= Royal Bavarian 10th Infantry Regiment, "King Ludwig" =

The Royal Bavarian 10th Infantry Regiment, "King Ludwig" was an infantry regiment of the Royal Bavarian Army, which later became a part of the Imperial German Army. The regiment was in existence from its establishment in 1682 until its dissolution in 1918 following the end of the First World War.

==History==
The regiment was initially formed on 29 June 1682 by Elector Max Emanuel of Bavaria as one of the units in the standing army of the Electorate of Bavaria. In the course of the 17th and the 18th centuries, the unit participated in major European wars wherever Bavarian troops were involved. Notably, the regiment fought in campaigns related to the War of Spanish Succession, one of many instances where Bavarian units were heavily engaged in imperial and coalition warfare activities.

When the Bavarian Army was restructured in the 19th century—especially after the Napoleonic Wars—the formation was assigned the number 10th Infantry Regiment.
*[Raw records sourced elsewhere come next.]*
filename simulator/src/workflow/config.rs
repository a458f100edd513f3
use crate::generator::profile::GeneratorConfig;
use anyhow::Context;
use mmwcore::SensorConfig;
use serde::{Deserialize, Serialize};
use std::fs;
use std::path::{Path, PathBuf};

#[derive(Clone, Debug, Default, PartialEq, Serialize, Deserialize)]
#[serde(default)]
pub struct WorkflowConfig {
    /// Enhanced (CLI) port, e.g. `/dev/ttyUSB0` or `COM3`.
    pub user_port: Option<String>,
    /// Standard (data) port.
    pub data_port: Option<String>,
    /// Vendor configuration script sent before starting the sensor.
    pub config_script: Option<PathBuf>,
    pub tick_interval_ms: u64,
    /// Stop after this many decoded frames.
    pub max_frames: Option<usize>,
    /// Stop after this many consecutive ticks without a frame.
    pub max_idle_ticks: Option<usize>,
    pub sensor: SensorConfig,
    pub generator: GeneratorConfig,
}

impl WorkflowConfig {
    pub fn load<P: AsRef<Path>>(path: P) -> anyhow::Result<Self> {
        let path_ref = path.as_ref();
        let contents = fs::read_to_string(path_ref)
            .with_context(|| format!("reading workflow config {}", path_ref.display()))?;
        let config: WorkflowConfig = serde_yaml::from_str(&contents)
            .with_context(|| format!("parsing workflow config {}", path_ref.display()))?;
        config
            .sensor
            .validate()
            .with_context(|| format!("validating sensor section of {}", path_ref.display()))?;
        Ok(config)
    }

    pub fn from_ports(user_port: String, data_port: String, config_script: Option<PathBuf>) -> Self {
        Self {
            user_port: Some(user_port),
            data_port: Some(data_port),
            config_script,
            ..Default::default()
        }
    }

    pub fn ports(&self) -> Option<(&str, &str)> {
        Some((self.user_port.as_deref()?, self.data_port.as_deref()?))
    }
}
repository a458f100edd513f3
use log::{debug, error, info, warn};

/// Thin wrapper over the `log` facade that tags every record with the
/// component that produced it.
#[derive(Debug, Clone)]
pub struct LogManager {
    component: &'static str,
}

impl LogManager {
    pub fn new(component: &'static str) -> Self {
        Self { component }
    }

    pub fn record(&self, message: &str) {
        info!("[{}] {}", self.component, message);
    }

    pub fn detail(&self, message: &str) {
        debug!("[{}] {}", self.component, message);
    }

    pub fn warn(&self, message: &str) {
        warn!("[{}] {}", self.component, message);
    }

    pub fn error(&self, message: &str) {
        error!("[{}] {}", self.component, message);
    }

    /// Lowercase hex rendering used when dumping raw stream bytes.
    pub fn hex(bytes: &[u8]) -> String {
        bytes.iter().map(|b| format!("{:02x}", b)).collect()
    }
}

impl Default for LogManager {
    fn default() -> Self {
        Self::new("mmw")
    }
}

#[cfg(test)]
mod tests {
    use super::*;

    #[test]
    fn hex_renders_two_digits_per_byte() {
        assert_eq!(LogManager::hex(&[0x02, 0x01, 0xff]), "0201ff");
        assert_eq!(LogManager::hex(&[]), "");
    }
}
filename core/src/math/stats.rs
pub struct StatsHelper;

impl StatsHelper {
    pub fn rms<'a, I>(samples: I) -> f32
    where
        I: IntoIterator<Item = &'a f32>,
    {
        let (count, sum_sq) = samples
            .into_iter()
            .fold((0usize, 0.0f32), |(n, acc), &v| (n + 1, acc + v * v));
        if count == 0 {
            return 0.0;
        }
        (sum_sq / count as f32).sqrt()
    }

    pub fn mean(samples: &[f64]) -> Option<f64> {
        if samples.is_empty() {
            return None;
        }
        Some(samples.iter().sum::<f64>() / samples.len() as f64)
    }
}
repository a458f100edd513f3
use ndarray::Array2;
use serde::{Deserialize, Serialize};
use std::path::PathBuf;

/// Result of one attempt to pull a complete unit (packet, decoded frame) out
/// of the stream. `Incomplete` is the normal "wait for more bytes" answer and
/// never an error; fatal conditions travel as `Err(SensorError)`.
#[derive(Debug, Clone, PartialEq)]
pub enum FrameStatus<T> {
    Incomplete,
    Complete(T),
}

impl<T> FrameStatus<T> {
    pub fn complete(self) -> Option<T> {
        match self {
            FrameStatus::Complete(value) => Some(value),
            FrameStatus::Incomplete => None,
        }
    }
}

/// Fatal conditions surfaced by the sensor pipeline.
#[derive(thiserror::Error, Debug)]
pub enum SensorError {
    #[error("TLV buffer overflowed: {size} bytes buffered, limit is {limit}")]
    BufferOverflow { size: usize, limit: usize },
    #[error("attempting to read from unopen data port")]
    DataPortNotOpen,
    #[error("sensor ports are not set up: {0}")]
    PortsNotSetUp(String),
    #[error("general mmWave decode error: {0}")]
    GeneralDecode(String),
    #[error("cannot read config script {path}: {source}")]
    ConfigScript {
        path: PathBuf,
        #[source]
        source: std::io::Error,
    },
    #[error("signal/clutter ratio {0} is outside [0, 1]")]
    InvalidRatio(f32),
    #[error("invalid sensor configuration: {0}")]
    InvalidConfig(String),
    #[error("transport I/O failure: {0}")]
    Io(#[from] std::io::Error),
}

pub type SensorResult<T> = Result<T, SensorError>;

/// Shared configuration for each heatmap processing stage.
#[derive(Debug, Clone, Serialize, Deserialize)]
pub struct StageConfig {
    pub signal_clutter_ratio: f32,
}

/// Input payload for a processing stage.
#[derive(Debug, Clone)]
pub struct StageInput {
    pub frame: Array2<f32>,
    pub frame_number: Option<u32>,
}

/// Output produced by each stage.
#[derive(Debug, Clone)]
pub struct StageOutput {
    pub frame: Array2<f32>,
    pub metadata: StageMetadata,
}

/// Metadata used for chaining stages and telemetry.
#[derive(Debug, Clone, Default)]
pub struct StageMetadata {
    pub residual_rms: Option<f32>,
    pub reseeded: bool,
    pub notes: Vec<String>,
}

/// Trait describing stateful heatmap-processing stages.
pub trait ProcessingStage {
    fn initialize(&mut self, config: &StageConfig) -> SensorResult<()>;
    fn execute(&mut self, input: StageInput) -> SensorResult<StageOutput>;
    fn cleanup(&mut self);
}
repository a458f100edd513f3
pub mod profile;
pub mod template;
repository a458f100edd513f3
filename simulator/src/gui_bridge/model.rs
use mmwcore::DecodedFrame;
use serde::{Deserialize, Serialize};

/// Immutable copy of the latest frame, shared with display consumers.
#[derive(Debug, Clone, Serialize, Deserialize, Default)]
pub struct VisualizationModel {
    pub frames_seen: usize,
    pub status: String,
    pub latest: Option<DecodedFrame>,
}

impl VisualizationModel {
    pub fn with_frame(&self, frame: &DecodedFrame) -> Self {
        Self {
            frames_seen: self.frames_seen + 1,
            status: self.status.clone(),
            latest: Some(frame.clone()),
        }
    }
}
//! Encoder for well-formed packets, shared by tests and the synthetic sensor.

use crate::protocol::frame::DetectedPoint;
use crate::protocol::header::{PacketHeader, EXTENDED_HEADER_LEN, HEADER_LEN, SUBFRAME_VERSION_THRESHOLD};
use crate::protocol::tlv::{TlvType, AZIMUTH_ANTENNA_COUNT};
use byteorder::{ByteOrder, LittleEndian};
use ndarray::ArrayView2;

pub const TLV_HEADER_LEN: usize = 8;

/// Builds one packet as the sensor firmware would emit it.
#[derive(Debug, Clone)]
pub struct PacketBuilder {
    version: u32,
    platform: u32,
    frame_number: u32,
    cpu_cycles: u32,
    sub_frame_number: u32,
    num_detected_obj: u32,
    tlvs: Vec<(u32, Vec<u8>)>,
    padding: Option<usize>,
}

impl Default for PacketBuilder {
    fn default() -> Self {
        Self::new()
    }
}

impl PacketBuilder {
    /// Starts a packet with the extended (sub-frame) header.
    pub fn new() -> Self {
        Self {
            version: SUBFRAME_VERSION_THRESHOLD,
            platform: 0x000A_6843,
            frame_number: 0,
            cpu_cycles: 0,
            sub_frame_number: 0,
            num_detected_obj: 0,
            tlvs: Vec::new(),
            padding: None,
        }
    }

    pub fn version(mut self, version: u32) -> Self {
        self.version = version;
        self
    }

    pub fn frame_number(mut self, frame_number: u32) -> Self {
        self.frame_number = frame_number;
        self
    }

    pub fn cpu_cycles(mut self, cpu_cycles: u32) -> Self {
        self.cpu_cycles = cpu_cycles;
        self
    }

    pub fn sub_frame_number(mut self, sub_frame_number: u32) -> Self {
        self.sub_frame_number = sub_frame_number;
        self
    }

    /// Pads the packet to a multiple of `multiple` bytes.
    pub fn padding(mut self, multiple: usize) -> Self {
        self.padding = Some(multiple);
        self
    }

    /// Appends a raw TLV element.
    pub fn tlv(mut self, tlv_type: u32, payload: Vec<u8>) -> Self {
        self.tlvs.push((tlv_type, payload));
        self
    }

    pub fn points(mut self, points: &[DetectedPoint]) -> Self {
        self.num_detected_obj = points.len() as u32;
        let floats: Vec<f32> = points.iter().flat_map(|p| p.as_array()).collect();
        let mut payload = vec![0u8; floats.len() * 4];
        LittleEndian::write_f32_into(&floats, &mut payload);
        self.tlv(TlvType::DetectedPoints.code(), payload)
    }

    pub fn range_profile(self, bins: &[u16]) -> Self {
        self.tlv(TlvType::RangeProfile.code(), encode_u16(bins))
    }

    /// Encodes a range-Doppler heatmap in wire order, row-major.
    pub fn range_doppler(self, heatmap: ArrayView2<u16>) -> Self {
        let values: Vec<u16> = heatmap.iter().copied().collect();
        self.tlv(TlvType::RangeDoppler.code(), encode_u16(&values))
    }

    pub fn statistics(self, fields: [u32; 6]) -> Self {
        let mut payload = vec![0u8; 24];
        LittleEndian::write_u32_into(&fields, &mut payload);
        self.tlv(TlvType::Statistics.code(), payload)
    }

    /// Encodes one virtual-antenna row per range bin as `(real, imag)` pairs.
    pub fn azimuth(self, rows: &[[(i16, i16); AZIMUTH_ANTENNA_COUNT]]) -> Self {
        let mut payload = Vec::with_capacity(rows.len() * AZIMUTH_ANTENNA_COUNT * 4);
        for row in rows {
            for &(re, im) in row {
                payload.extend_from_slice(&re.to_le_bytes());
                payload.extend_from_slice(&im.to_le_bytes());
            }
        }
        self.tlv(TlvType::AzimuthElevation.code(), payload)
    }

    pub fn build(self) -> Vec<u8> {
        let has_sub_frame = PacketHeader::has_sub_frame(self.version);
        let header_len = if has_sub_frame {
            EXTENDED_HEADER_LEN
        } else {
            HEADER_LEN
        };
        let body_len: usize = self
            .tlvs
            .iter()
            .map(|(_, payload)| TLV_HEADER_LEN + payload.len())
            .sum();
        let mut total_len = header_len + body_len;
        if let Some(multiple) = self.padding.filter(|m| *m > 0) {
            total_len = total_len.div_ceil(multiple) * multiple;
        }

        let header = PacketHeader {
            version: self.version,
            total_len: total_len as u32,
            platform: self.platform,
            frame_number: self.frame_number,
            cpu_cycles: self.cpu_cycles,
            num_detected_obj: self.num_detected_obj,
            num_tlvs: self.tlvs.len() as u32,
            sub_frame_number: has_sub_frame.then_some(self.sub_frame_number),
        };

        let mut bytes = Vec::with_capacity(total_len);
        // writing into a Vec cannot fail
        let _ = header.write_to(&mut bytes);
        for (tlv_type, payload) in &self.tlvs {
            bytes.extend_from_slice(&tlv_type.to_le_bytes());
            bytes.extend_from_slice(&(payload.len() as u32).to_le_bytes());
            bytes.extend_from_slice(payload);
        }
        bytes.resize(total_len, 0);
        bytes
    }
}

fn encode_u16(values: &[u16]) -> Vec<u8> {
    let mut payload = vec![0u8; values.len() * 2];
    LittleEndian::write_u16_into(values, &mut payload);
    payload
}
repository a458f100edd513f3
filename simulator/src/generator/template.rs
use std::f32::consts::PI;

/// Samples `cycles` periods of a sine over `length` points.
pub fn sine_wave(length: usize, cycles: f32) -> Vec<f32> {
    (0..length)
        .map(|i| ((i as f32 * cycles) / length as f32 * 2.0 * PI).sin())
        .collect()
}

/// Gaussian bump centred on `centre` with the given width, peak 1.0.
pub fn bump(length: usize, centre: f32, width: f32) -> Vec<f32> {
    let width = width.max(f32::EPSILON);
    (0..length)
        .map(|i| {
            let d = (i as f32 - centre) / width;
            (-0.5 * d * d).exp()
        })
        .collect()
}
use super::Transport;
use crate::prelude::{SensorError, SensorResult};
use std::collections::VecDeque;
use std::io;
use std::sync::{Arc, Mutex, MutexGuard};

/// In-memory transport. Clones share state, so a test (or a replay driver)
/// can keep one handle while the sensor interface owns another.
#[derive(Clone, Default)]
pub struct MockTransport {
    inner: Arc<Mutex<MockTransportInner>>,
}

#[derive(Default)]
struct MockTransportInner {
    read_buffer: VecDeque<u8>,
    write_buffer: Vec<u8>,
    closed: bool,
}

impl MockTransport {
    pub fn new() -> Self {
        Self::default()
    }

    fn lock(&self) -> SensorResult<MutexGuard<'_, MockTransportInner>> {
        self.inner
            .lock()
            .map_err(|_| SensorError::Io(io::Error::other("mock transport lock poisoned")))
    }

    /// Queues bytes to be returned by later reads.
    pub fn inject_read(&self, data: &[u8]) {
        if let Ok(mut inner) = self.lock() {
            inner.read_buffer.extend(data);
        }
    }

    pub fn pending(&self) -> usize {
        self.lock().map(|inner| inner.read_buffer.len()).unwrap_or(0)
    }

    pub fn written(&self) -> Vec<u8> {
        self.lock()
            .map(|inner| inner.write_buffer.clone())
            .unwrap_or_default()
    }

    pub fn written_text(&self) -> String {
        String::from_utf8_lossy(&self.written()).into_owned()
    }

    /// Makes every further operation fail as if the device vanished.
    pub fn disconnect(&self) {
        if let Ok(mut inner) = self.lock() {
            inner.closed = true;
        }
    }

    fn check_open(inner: &MockTransportInner) -> SensorResult<()> {
        if inner.closed {
            Err(SensorError::Io(io::Error::new(
                io::ErrorKind::BrokenPipe,
                "mock transport disconnected",
            )))
        } else {
            Ok(())
        }
    }
}

impl Transport for MockTransport {
    fn read(&mut self, buffer: &mut [u8]) -> SensorResult<usize> {
        let mut inner = self.lock()?;
        Self::check_open(&inner)?;
        let count = inner.read_buffer.len().min(buffer.len());
        for (slot, byte) in buffer.iter_mut().zip(inner.read_buffer.drain(..count)) {
            *slot = byte;
        }
        Ok(count)
    }

    fn write(&mut self, data: &[u8]) -> SensorResult<usize> {
        let mut inner = self.lock()?;
        Self::check_open(&inner)?;
        inner.write_buffer.extend_from_slice(data);
        Ok(data.len())
    }

    fn flush(&mut self) -> SensorResult<()> {
        let inner = self.lock()?;
        Self::check_open(&inner)
    }

    fn clear(&mut self) -> SensorResult<()> {
        let mut inner = self.lock()?;
        Self::check_open(&inner)?;
        inner.read_buffer.clear();
        Ok(())
    }

    fn available(&mut self) -> SensorResult<usize> {
        let inner = self.lock()?;
        Self::check_open(&inner)?;
        Ok(inner.read_buffer.len())
    }
}

#[cfg(test)]
mod tests {
    use super::*;

    #[test]
    fn reads_are_bounded_by_buffer_len() {
        let mock = MockTransport::new();
        mock.inject_read(&[1, 2, 3, 4, 5]);
        let mut handle = mock.clone();
        let mut buf = [0u8; 3];
        assert_eq!(handle.read(&mut buf).unwrap(), 3);
        assert_eq!(buf, [1, 2, 3]);
        assert_eq!(mock.pending(), 2);
    }

    #[test]
    fn empty_read_is_not_an_error() {
        let mut mock = MockTransport::new();
        let mut buf = [0u8; 8];
        assert_eq!(mock.read(&mut buf).unwrap(), 0);
    }

    #[test]
    fn read_text_drains_pending_input() {
        let mock = MockTransport::new();
        mock.inject_read(b"Done\n");
        let mut handle = mock.clone();
        assert_eq!(handle.read_text().unwrap(), "Done\n");
        assert_eq!(mock.pending(), 0);
    }

    #[test]
    fn poisoned_lock_surfaces_as_io_error() {
        let mock = MockTransport::new();
        let shared = mock.clone();
        let _ = std::thread::spawn(move || {
            let _guard = shared.inner.lock().unwrap();
            panic!("holder died");
        })
        .join();

        let mut handle = mock.clone();
        let mut buf = [0u8; 4];
        assert!(matches!(handle.read(&mut buf), Err(SensorError::Io(_))));
    }

    #[test]
    fn disconnected_mock_fails_io() {
        let mock = MockTransport::new();
        mock.disconnect();
        let mut handle = mock.clone();
        assert!(handle.write(b"sensorStop\n").is_err());
    }
}
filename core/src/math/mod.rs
pub mod fft;
pub mod matrix;
pub mod stats;

pub use fft::FftHelper;
pub use matrix::MatrixHelper;
pub use stats::StatsHelper;
pub mod clutter;

pub use clutter::{remove_clutter, ClutterRemovalFilter};
//! Streaming decoder and real-time frame pipeline for TI mmWave radar sensors.
//!
//! Raw bytes from the sensor's data channel are buffered, framed on the
//! magic word, decoded from TLV elements into point clouds, range profiles
//! and heatmaps, and the heatmaps are passed through per-stream clutter
//! removal before being handed to the caller.

pub mod config;
pub mod math;
pub mod prelude;
pub mod processing;
pub mod protocol;
pub mod sensor;
pub mod telemetry;
pub mod transport;

pub use config::SensorConfig;
pub use prelude::{FrameStatus, ProcessingStage, SensorError, SensorResult};
pub use protocol::{DecodedFrame, DetectedPoint};
pub use sensor::{SensorInterface, SensorState};
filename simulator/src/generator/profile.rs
use crate::generator::template::{bump, sine_wave};
use anyhow::Context;
use mmwcore::protocol::tlv::AZIMUTH_ANTENNA_COUNT;
use mmwcore::protocol::PacketBuilder;
use mmwcore::DetectedPoint;
use ndarray::Array2;
use rand::{rngs::StdRng, Rng, SeedableRng};
use serde::{Deserialize, Serialize};
use std::f32::consts::PI;

/// Shape of the synthetic sensor's output.
#[derive(Debug, Clone, PartialEq, Serialize, Deserialize)]
#[serde(default)]
pub struct GeneratorConfig {
    pub frames: usize,
    pub range_bins: usize,
    pub doppler_bins: usize,
    pub points: usize,
    /// Static background level of every heatmap cell.
    pub clutter_level: f32,
    /// Peak amplitude added by the moving target.
    pub target_level: f32,
    pub noise: f32,
    pub seed: u64,
    /// Emit range profiles; without them heatmaps use the default bin count.
    pub range_profile: bool,
    pub azimuth: bool,
}

impl Default for GeneratorConfig {
    fn default() -> Self {
        Self {
            frames: 120,
            range_bins: 8,
            doppler_bins: 16,
            points: 3,
            clutter_level: 400.0,
            target_level: 1200.0,
            noise: 20.0,
            seed: 0,
            range_profile: true,
            azimuth: true,
        }
    }
}

impl GeneratorConfig {
    fn normalized_range(&self) -> usize {
        self.range_bins.max(1)
    }

    fn normalized_doppler(&self) -> usize {
        self.doppler_bins.max(2)
    }
}

/// Target sweeping back and forth across range over the capture.
fn target_range(config: &GeneratorConfig, frame: usize) -> f32 {
    let span = config.normalized_range() as f32 - 1.0;
    let phase = frame as f32 / config.frames.max(1) as f32 * 2.0 * PI;
    span * 0.5 * (1.0 - phase.cos())
}

fn to_u16(value: f32) -> u16 {
    value.clamp(0.0, u16::MAX as f32) as u16
}

fn build_heatmap(config: &GeneratorConfig, frame: usize, rng: &mut StdRng) -> Vec<u16> {
    let range_bins = config.normalized_range();
    let doppler_bins = config.normalized_doppler();
    let target = bump(range_bins, target_range(config, frame), 0.8);
    let texture = sine_wave(range_bins, 1.5);
    // wire order keeps zero Doppler at the edges; the target sits off-centre
    let target_doppler = doppler_bins / 4;

    let mut values = Vec::with_capacity(range_bins * doppler_bins);
    for (range, (&t, &tex)) in target.iter().zip(texture.iter()).enumerate() {
        for doppler in 0..doppler_bins {
            let static_part = config.clutter_level * (1.0 + 0.25 * tex) / (1.0 + range as f32 * 0.1);
            let moving = if doppler == target_doppler {
                config.target_level * t
            } else {
                0.0
            };
            let jitter = if config.noise > 0.0 {
                rng.gen_range(-config.noise..config.noise)
            } else {
                0.0
            };
            values.push(to_u16(static_part + moving + jitter));
        }
    }
    values
}

fn build_points(config: &GeneratorConfig, frame: usize, rng: &mut StdRng) -> Vec<DetectedPoint> {
    let range_m = 0.1 + target_range(config, frame) * 0.05;
    (0..config.points)
        .map(|_| {
            let spread = config.noise.max(1.0) * 1e-4;
            DetectedPoint::new(
                rng.gen_range(-spread..spread),
                range_m + rng.gen_range(-spread..spread),
                rng.gen_range(-spread..spread),
                rng.gen_range(-0.5..0.5),
            )
        })
        .collect()
}

fn build_azimuth(
    config: &GeneratorConfig,
    frame: usize,
) -> Vec<[(i16, i16); AZIMUTH_ANTENNA_COUNT]> {
    let steer = (frame as f32 / config.frames.max(1) as f32 - 0.5) * PI;
    (0..config.normalized_range())
        .map(|range| {
            let mut row = [(0i16, 0i16); AZIMUTH_ANTENNA_COUNT];
            for (antenna, slot) in row.iter_mut().enumerate() {
                let phase = steer * antenna as f32 + range as f32 * 0.3;
                *slot = (
                    (phase.cos() * 300.0) as i16,
                    (phase.sin() * 300.0) as i16,
                );
            }
            row
        })
        .collect()
}

/// One packet as the firmware would emit it for `frame`.
pub fn build_packet(
    config: &GeneratorConfig,
    frame: usize,
    rng: &mut StdRng,
) -> anyhow::Result<Vec<u8>> {
    let heatmap = Array2::from_shape_vec(
        (config.normalized_range(), config.normalized_doppler()),
        build_heatmap(config, frame, rng),
    )
    .context("shaping synthetic range-Doppler heatmap")?;
    let mut builder = PacketBuilder::new()
        .frame_number(frame as u32)
        .cpu_cycles(rng.gen_range(100_000..200_000));

    if config.points > 0 {
        builder = builder.points(&build_points(config, frame, rng));
    }
    if config.range_profile {
        let profile: Vec<u16> = heatmap.column(0).to_vec();
        builder = builder.range_profile(&profile);
    }
    builder = builder
        .range_doppler(heatmap.view())
        .statistics([frame as u32, 120, 900, 40, 35, 12]);
    if config.azimuth {
        builder = builder.azimuth(&build_azimuth(config, frame));
    }
    Ok(builder.padding(32).build())
}

/// Concatenated byte stream for the whole capture.
pub fn build_stream(config: &GeneratorConfig) -> anyhow::Result<Vec<u8>> {
    let per_frame = config
        .normalized_range()
        .checked_mul(config.normalized_doppler())
        .context("overflow computing heatmap size for generator")?;
    let mut rng = StdRng::seed_from_u64(config.seed);
    let mut stream = Vec::with_capacity(config.frames * (per_frame * 2 + 256));
    for frame in 0..config.frames {
        stream.extend(build_packet(config, frame, &mut rng)?);
    }
    Ok(stream)
}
Afterwards, it received the honorific name "King Ludwig" which signified that the regiment was under the patronage of the Bavarian monarch and that it occupied a certain rank within the army's organizational structure.

After the unification of Germany in 1871, the regiment became part of the armed forces of the German Empire, while retaining its Bavarian identity and traditions. During World War I, it served on the Western Front as part of the Bavarian contingent of the German field army. The regiment remained in active service until the collapse of the German war effort and the subsequent dissolution of the Bavarian Army following the November Revolution of 1918.

=== Legacy ===
The regiment forms part of the Bavarian Army's institutional historiography and can be contextualized within scholarship on the German Empire's contingent-based military federalism prior to 1918.

== Bibliography ==
- Tessin, Georg (1986). "Die Regimenter der europäischen Staaten im Ancien Régime des XVI. bis XVIII. Jahrhunderts"
- Wegner, Günter (1984). "Front cover image for Deutschlands Heere bis neunzehnhundertachtzehn: Ursprung u. Entwicklung d. einzelnen Formationen / 10. Bayern: Infanterie-Leib-Regiment, Infanterie-Regimenter 1-23, Jäger-Bataillone 1-2, 1. Maschinengewehrabteilung"
- Wiens, Gavin (2023). "The Imperial German Army Between Kaiser and King: Monarchy, Nation-Building, and War, 1866–1918"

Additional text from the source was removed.